_PROVIDED ENTRIES:_
-*-

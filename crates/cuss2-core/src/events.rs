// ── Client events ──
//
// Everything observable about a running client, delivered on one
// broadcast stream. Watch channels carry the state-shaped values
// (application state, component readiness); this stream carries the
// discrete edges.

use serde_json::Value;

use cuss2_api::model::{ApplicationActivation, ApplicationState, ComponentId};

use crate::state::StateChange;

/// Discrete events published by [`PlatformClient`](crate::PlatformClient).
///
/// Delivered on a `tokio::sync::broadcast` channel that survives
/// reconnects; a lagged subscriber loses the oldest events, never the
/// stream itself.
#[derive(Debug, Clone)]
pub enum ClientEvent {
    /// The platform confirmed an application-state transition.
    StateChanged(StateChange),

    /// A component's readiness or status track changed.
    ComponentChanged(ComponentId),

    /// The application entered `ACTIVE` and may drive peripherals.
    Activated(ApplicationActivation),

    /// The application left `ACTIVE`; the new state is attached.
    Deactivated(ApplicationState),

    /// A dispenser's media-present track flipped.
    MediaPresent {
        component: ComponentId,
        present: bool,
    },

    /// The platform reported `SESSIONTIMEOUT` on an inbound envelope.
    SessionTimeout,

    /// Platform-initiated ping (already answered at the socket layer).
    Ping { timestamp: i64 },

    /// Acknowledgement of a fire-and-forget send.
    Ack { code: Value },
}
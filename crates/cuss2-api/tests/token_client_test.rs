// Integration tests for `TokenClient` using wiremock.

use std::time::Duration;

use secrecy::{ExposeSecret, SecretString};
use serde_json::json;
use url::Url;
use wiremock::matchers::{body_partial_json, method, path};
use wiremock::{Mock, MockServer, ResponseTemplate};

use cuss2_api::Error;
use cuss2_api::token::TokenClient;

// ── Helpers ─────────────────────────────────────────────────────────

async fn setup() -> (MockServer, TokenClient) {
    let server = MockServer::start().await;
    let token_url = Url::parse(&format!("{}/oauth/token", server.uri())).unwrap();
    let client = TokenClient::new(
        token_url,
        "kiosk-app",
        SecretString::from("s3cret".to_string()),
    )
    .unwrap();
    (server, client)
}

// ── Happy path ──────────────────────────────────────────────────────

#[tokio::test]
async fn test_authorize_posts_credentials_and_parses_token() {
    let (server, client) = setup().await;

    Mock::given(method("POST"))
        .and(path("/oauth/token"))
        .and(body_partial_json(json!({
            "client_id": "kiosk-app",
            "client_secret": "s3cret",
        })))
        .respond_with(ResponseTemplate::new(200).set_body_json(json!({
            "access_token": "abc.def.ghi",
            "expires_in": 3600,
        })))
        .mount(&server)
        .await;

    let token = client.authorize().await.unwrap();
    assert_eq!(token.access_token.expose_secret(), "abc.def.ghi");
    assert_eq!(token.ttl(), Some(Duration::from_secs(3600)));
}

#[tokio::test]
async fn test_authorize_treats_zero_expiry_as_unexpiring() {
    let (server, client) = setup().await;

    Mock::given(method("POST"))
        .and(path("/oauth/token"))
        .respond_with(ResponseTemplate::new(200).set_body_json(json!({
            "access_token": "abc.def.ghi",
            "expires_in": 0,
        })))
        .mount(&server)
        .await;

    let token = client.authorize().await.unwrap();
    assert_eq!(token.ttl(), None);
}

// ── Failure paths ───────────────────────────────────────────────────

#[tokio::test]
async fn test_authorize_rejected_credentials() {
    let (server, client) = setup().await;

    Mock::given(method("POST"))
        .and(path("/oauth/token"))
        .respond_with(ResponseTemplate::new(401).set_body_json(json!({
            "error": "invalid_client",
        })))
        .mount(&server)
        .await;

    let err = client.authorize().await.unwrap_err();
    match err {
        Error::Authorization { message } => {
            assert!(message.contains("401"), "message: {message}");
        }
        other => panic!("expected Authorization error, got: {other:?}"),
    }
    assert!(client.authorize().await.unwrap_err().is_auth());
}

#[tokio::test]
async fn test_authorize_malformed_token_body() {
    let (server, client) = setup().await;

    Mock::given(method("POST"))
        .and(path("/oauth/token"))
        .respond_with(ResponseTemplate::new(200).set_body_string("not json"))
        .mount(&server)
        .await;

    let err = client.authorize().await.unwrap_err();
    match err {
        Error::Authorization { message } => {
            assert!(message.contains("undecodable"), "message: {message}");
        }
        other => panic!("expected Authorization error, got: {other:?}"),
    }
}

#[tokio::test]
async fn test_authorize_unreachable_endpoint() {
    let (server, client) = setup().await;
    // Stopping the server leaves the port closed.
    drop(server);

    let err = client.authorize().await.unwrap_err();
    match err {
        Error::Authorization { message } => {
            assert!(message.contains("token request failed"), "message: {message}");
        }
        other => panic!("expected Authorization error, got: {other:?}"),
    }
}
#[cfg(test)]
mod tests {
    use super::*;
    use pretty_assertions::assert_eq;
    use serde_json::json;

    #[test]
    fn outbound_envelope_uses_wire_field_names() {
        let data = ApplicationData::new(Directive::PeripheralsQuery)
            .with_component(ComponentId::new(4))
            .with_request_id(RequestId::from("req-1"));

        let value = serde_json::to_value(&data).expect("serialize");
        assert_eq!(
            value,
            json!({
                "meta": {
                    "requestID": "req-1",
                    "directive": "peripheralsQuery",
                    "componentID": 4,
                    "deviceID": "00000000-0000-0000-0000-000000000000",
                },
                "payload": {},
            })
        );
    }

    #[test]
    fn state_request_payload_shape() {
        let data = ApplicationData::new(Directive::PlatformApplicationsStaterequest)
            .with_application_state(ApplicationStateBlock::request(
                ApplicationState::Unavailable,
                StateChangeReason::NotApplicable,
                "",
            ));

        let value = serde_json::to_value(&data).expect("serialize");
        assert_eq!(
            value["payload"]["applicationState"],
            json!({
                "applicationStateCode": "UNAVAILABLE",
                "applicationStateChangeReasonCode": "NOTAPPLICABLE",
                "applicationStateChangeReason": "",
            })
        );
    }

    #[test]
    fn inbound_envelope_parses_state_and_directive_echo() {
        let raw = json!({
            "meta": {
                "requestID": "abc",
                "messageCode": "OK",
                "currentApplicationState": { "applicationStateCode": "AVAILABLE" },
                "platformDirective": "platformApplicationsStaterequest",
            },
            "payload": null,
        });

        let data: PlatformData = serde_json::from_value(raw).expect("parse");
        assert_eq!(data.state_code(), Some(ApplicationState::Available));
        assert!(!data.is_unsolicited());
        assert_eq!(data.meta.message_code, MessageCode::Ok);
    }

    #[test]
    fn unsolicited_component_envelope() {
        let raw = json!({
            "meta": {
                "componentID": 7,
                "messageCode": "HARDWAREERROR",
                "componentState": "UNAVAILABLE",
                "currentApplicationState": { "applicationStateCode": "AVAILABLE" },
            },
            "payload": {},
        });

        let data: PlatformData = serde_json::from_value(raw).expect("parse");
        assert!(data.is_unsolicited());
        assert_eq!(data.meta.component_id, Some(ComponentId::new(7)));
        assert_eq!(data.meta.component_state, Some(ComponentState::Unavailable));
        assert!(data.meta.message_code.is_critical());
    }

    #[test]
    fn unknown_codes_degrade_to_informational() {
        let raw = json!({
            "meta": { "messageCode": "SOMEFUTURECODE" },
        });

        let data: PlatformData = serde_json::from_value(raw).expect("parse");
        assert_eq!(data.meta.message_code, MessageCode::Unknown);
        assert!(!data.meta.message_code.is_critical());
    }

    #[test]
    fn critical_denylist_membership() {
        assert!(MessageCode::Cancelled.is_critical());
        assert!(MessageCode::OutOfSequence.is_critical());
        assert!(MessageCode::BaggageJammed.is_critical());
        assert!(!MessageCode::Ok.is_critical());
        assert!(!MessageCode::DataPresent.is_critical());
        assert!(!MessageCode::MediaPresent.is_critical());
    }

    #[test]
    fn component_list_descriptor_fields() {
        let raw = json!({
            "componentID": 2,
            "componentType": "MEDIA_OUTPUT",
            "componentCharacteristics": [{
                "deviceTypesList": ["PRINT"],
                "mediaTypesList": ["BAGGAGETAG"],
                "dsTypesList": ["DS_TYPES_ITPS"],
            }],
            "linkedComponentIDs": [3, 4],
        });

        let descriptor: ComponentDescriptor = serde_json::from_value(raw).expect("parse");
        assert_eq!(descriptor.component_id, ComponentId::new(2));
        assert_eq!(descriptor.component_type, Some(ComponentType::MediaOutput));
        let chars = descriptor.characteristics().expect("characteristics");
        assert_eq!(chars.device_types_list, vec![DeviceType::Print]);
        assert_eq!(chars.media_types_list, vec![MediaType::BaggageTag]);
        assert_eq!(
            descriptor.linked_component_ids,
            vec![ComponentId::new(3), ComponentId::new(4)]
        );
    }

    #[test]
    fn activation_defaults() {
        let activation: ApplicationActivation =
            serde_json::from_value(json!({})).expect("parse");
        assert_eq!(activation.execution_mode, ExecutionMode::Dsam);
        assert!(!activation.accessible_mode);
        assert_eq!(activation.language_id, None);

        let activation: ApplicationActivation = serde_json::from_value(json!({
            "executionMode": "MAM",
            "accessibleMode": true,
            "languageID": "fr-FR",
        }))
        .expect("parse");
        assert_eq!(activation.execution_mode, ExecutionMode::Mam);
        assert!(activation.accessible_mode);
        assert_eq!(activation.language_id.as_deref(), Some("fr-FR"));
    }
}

-*-

_AIM OF THE TASK:_ Check the listing for the word "ApplicationActivation". Show each line that has it.

_OUTPUT BELOW:_
use cuss2_api::model::{ApplicationActivation, ApplicationState, ComponentId};
    Activated(ApplicationActivation),
        let activation: ApplicationActivation =
        let activation: ApplicationActivation = serde_json::from_value(json!({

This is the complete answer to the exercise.